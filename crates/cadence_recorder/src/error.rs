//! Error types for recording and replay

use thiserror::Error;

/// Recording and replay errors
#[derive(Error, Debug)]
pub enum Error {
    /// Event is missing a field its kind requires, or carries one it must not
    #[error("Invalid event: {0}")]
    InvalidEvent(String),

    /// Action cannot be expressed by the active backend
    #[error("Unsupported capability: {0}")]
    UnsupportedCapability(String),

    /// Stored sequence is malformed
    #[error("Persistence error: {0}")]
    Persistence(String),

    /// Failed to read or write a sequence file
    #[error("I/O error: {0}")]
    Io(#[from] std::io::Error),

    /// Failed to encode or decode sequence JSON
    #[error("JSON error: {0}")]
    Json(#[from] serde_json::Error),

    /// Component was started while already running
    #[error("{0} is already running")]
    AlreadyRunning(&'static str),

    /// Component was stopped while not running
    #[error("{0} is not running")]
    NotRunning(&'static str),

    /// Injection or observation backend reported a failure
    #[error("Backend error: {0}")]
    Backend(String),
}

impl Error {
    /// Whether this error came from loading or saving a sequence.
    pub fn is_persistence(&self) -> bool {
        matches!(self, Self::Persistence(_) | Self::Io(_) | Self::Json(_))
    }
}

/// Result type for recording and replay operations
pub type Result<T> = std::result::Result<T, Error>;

---

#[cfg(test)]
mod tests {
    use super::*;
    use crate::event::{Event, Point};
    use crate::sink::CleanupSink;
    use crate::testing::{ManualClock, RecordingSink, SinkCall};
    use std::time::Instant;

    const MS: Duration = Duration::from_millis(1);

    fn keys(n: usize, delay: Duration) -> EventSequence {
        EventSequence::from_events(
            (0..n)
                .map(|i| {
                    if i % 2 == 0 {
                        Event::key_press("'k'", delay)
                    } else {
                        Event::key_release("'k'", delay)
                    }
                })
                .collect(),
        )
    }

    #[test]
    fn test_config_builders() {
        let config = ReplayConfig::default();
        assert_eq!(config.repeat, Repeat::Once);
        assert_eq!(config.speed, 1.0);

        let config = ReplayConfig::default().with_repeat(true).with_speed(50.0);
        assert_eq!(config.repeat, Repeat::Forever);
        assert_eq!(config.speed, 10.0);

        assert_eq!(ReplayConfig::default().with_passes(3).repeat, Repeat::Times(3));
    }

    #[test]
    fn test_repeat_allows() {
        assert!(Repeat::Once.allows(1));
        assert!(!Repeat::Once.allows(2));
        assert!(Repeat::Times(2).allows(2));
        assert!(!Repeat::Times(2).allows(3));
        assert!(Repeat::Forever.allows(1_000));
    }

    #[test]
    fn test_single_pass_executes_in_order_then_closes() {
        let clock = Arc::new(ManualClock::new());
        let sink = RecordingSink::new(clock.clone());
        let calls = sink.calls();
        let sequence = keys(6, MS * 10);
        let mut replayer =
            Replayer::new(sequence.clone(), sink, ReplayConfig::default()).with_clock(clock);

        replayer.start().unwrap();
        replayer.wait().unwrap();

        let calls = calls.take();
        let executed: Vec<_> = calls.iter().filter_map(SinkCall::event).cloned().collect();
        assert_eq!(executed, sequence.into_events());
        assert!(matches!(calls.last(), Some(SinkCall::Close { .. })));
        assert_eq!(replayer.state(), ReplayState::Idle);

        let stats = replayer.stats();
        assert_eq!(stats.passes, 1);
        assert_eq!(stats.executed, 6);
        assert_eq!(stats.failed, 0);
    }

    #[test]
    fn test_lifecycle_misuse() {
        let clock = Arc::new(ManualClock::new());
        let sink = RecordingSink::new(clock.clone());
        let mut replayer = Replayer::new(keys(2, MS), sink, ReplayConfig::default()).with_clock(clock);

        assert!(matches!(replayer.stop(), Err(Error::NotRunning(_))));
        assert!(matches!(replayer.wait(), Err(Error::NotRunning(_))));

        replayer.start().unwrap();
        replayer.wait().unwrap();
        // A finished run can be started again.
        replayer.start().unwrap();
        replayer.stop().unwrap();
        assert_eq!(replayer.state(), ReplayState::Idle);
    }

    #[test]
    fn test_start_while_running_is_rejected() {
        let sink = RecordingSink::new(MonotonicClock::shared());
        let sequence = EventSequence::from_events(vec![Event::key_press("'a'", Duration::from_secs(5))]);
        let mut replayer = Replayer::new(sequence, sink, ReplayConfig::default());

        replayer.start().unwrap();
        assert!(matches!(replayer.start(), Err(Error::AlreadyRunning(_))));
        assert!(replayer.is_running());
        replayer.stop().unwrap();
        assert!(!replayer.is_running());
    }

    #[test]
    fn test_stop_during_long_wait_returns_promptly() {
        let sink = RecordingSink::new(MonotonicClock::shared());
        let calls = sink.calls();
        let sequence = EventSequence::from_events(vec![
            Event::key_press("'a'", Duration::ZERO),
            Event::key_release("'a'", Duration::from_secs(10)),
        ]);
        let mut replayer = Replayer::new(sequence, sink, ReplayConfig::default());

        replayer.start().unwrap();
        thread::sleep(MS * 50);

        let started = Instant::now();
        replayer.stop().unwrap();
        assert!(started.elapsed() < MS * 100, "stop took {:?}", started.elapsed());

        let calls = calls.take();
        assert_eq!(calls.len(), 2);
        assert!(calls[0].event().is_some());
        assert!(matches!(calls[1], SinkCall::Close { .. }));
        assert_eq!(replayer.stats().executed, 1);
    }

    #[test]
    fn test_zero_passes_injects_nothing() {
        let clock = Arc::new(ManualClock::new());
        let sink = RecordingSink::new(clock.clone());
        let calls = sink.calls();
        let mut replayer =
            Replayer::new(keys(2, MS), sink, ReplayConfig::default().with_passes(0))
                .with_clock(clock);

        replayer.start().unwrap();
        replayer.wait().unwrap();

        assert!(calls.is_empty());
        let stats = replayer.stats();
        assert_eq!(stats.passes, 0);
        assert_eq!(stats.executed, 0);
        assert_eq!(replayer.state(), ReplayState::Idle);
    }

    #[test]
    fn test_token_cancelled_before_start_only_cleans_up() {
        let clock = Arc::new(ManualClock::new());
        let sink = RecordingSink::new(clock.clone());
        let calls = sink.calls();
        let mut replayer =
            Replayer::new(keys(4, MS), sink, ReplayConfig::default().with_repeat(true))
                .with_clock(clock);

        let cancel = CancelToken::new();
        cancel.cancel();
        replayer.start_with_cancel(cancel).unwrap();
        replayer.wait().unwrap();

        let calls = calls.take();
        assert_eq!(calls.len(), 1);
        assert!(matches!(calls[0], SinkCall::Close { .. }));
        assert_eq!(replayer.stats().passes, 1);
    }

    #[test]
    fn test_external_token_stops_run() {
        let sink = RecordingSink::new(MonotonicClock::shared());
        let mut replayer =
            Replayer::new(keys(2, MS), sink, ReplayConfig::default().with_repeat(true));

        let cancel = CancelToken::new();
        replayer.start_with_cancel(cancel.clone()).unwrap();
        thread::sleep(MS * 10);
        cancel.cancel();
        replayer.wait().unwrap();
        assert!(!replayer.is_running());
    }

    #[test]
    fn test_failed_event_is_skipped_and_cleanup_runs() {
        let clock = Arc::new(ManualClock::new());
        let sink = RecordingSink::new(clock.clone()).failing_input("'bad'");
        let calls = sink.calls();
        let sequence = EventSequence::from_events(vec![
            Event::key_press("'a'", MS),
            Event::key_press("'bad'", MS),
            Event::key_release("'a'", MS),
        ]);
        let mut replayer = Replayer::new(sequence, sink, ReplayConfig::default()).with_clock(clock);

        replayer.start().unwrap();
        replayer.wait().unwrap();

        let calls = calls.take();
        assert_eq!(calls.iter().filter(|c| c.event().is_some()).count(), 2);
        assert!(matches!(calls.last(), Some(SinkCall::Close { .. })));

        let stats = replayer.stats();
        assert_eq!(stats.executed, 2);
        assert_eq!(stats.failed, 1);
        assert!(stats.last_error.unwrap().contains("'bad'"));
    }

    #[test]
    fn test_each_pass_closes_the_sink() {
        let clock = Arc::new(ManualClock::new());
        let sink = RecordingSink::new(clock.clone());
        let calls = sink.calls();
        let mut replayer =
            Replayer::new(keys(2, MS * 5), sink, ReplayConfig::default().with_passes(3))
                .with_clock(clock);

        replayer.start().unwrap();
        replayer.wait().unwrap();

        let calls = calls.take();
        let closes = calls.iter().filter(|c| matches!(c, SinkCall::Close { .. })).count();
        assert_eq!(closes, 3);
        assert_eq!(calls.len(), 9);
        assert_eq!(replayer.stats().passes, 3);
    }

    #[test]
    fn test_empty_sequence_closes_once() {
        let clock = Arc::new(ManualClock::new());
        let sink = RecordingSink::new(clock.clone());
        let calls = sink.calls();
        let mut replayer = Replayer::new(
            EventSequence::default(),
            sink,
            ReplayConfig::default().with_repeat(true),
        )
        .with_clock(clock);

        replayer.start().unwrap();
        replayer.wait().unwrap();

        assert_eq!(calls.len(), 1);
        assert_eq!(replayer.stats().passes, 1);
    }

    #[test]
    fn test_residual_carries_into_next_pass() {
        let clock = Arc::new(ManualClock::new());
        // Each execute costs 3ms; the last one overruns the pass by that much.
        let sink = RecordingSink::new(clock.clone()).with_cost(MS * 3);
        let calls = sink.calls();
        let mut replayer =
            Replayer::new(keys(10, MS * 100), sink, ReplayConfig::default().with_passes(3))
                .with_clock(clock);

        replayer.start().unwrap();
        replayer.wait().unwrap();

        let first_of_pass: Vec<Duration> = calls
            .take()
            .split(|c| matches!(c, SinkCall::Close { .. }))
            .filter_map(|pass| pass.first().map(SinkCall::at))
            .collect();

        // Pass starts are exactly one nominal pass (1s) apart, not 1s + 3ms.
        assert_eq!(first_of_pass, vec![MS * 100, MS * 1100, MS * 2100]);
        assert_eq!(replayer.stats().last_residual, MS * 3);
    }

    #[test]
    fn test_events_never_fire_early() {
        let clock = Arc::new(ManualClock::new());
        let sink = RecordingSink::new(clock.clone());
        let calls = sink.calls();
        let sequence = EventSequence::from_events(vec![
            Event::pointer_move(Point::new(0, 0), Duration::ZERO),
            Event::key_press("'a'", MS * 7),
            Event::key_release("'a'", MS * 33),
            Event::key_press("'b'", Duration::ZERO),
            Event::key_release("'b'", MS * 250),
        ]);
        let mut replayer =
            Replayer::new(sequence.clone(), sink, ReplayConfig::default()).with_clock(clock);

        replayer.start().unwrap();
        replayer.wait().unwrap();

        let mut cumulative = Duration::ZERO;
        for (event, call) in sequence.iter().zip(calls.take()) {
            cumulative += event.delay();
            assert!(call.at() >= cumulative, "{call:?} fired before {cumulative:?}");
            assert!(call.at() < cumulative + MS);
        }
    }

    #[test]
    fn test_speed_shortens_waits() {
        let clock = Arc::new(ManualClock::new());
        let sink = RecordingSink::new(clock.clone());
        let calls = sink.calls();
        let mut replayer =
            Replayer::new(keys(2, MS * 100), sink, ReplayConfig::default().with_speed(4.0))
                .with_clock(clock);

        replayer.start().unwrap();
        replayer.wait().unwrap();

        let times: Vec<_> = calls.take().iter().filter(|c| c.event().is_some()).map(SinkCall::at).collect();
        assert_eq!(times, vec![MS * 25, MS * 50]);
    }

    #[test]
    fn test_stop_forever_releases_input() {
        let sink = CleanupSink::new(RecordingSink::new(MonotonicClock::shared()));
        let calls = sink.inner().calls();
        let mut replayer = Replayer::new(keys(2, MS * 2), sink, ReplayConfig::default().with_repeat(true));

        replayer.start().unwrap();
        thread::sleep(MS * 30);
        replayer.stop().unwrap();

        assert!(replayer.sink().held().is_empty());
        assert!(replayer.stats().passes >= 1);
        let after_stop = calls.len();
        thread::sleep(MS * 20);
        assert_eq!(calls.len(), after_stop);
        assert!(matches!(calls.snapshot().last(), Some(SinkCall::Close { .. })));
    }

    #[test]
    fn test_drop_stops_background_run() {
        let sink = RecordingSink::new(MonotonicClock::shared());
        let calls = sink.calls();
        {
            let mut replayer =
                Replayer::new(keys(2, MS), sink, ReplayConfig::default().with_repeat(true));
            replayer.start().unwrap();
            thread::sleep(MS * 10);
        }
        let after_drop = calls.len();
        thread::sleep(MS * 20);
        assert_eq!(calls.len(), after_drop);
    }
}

==

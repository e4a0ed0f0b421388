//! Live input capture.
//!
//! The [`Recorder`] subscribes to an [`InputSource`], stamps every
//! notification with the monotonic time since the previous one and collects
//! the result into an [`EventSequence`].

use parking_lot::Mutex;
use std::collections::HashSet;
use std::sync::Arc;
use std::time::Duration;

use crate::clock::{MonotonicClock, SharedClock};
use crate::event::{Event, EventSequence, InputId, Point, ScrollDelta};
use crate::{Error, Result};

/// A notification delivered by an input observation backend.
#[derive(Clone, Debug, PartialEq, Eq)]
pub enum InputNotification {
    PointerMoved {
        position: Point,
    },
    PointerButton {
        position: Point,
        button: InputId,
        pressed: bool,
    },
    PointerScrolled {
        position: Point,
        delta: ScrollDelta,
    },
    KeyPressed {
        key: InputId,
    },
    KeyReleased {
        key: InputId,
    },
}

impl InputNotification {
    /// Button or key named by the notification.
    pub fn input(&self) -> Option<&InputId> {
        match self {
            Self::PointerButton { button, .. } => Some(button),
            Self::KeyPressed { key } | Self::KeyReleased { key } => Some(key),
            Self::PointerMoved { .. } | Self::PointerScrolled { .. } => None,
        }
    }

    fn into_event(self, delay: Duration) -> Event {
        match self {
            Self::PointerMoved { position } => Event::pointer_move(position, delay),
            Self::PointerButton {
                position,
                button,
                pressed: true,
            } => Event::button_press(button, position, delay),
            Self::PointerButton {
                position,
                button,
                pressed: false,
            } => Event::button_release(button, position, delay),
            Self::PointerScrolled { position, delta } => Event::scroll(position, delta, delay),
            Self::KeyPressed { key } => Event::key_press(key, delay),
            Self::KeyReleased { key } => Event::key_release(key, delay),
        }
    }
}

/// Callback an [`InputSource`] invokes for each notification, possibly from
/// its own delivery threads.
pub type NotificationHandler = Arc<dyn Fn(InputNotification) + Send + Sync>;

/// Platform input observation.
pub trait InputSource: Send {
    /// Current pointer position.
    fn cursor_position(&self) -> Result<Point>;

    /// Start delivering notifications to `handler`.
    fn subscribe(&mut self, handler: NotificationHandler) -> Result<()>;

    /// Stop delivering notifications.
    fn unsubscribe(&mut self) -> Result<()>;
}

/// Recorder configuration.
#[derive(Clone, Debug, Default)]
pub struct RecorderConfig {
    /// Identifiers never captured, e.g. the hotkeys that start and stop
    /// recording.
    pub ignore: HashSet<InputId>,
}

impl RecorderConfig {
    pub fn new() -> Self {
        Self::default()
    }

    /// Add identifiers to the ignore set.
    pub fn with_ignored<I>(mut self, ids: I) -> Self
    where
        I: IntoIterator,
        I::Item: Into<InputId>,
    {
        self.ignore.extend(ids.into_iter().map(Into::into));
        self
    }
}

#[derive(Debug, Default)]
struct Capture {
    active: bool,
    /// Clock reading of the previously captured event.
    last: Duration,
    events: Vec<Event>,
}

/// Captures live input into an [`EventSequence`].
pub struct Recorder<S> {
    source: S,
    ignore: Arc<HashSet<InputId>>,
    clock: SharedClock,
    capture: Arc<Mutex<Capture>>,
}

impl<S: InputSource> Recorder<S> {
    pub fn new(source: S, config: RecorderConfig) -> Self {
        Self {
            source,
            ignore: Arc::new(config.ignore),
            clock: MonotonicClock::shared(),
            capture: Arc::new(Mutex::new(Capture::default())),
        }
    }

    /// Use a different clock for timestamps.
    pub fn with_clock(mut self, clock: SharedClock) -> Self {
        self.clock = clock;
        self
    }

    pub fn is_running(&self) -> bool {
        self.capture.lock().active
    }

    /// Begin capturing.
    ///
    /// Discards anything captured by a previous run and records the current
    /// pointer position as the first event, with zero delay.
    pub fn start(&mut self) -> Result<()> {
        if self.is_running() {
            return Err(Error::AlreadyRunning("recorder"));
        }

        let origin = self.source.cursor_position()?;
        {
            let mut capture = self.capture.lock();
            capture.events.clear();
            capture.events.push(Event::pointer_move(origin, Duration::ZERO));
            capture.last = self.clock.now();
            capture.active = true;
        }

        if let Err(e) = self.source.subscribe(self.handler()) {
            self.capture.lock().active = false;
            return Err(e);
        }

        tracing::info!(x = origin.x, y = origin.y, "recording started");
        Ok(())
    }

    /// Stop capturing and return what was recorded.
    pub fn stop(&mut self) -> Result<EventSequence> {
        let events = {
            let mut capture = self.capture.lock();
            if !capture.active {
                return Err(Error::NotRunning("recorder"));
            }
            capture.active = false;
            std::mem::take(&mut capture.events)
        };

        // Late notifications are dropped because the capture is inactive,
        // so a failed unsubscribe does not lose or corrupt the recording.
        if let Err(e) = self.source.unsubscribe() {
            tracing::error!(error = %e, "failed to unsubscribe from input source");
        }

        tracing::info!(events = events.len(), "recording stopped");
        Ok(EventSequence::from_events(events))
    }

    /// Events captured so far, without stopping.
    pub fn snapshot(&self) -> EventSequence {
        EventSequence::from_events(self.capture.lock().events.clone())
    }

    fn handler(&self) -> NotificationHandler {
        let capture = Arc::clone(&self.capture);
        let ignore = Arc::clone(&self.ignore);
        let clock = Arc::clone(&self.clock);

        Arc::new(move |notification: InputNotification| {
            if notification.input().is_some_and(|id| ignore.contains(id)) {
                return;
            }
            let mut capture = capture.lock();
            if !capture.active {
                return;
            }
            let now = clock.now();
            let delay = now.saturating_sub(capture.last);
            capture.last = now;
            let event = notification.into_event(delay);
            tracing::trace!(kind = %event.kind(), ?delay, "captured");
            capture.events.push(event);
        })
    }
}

Assignment: Give back exactly the lines above starting at the line where "and replay operations" appears and ending at the line where "pub type Result<T>" appears, both included, with no other lines.

Finished task:
/// Result type for recording and replay operations
pub type Result<T> = std::result::Result<T, Error>;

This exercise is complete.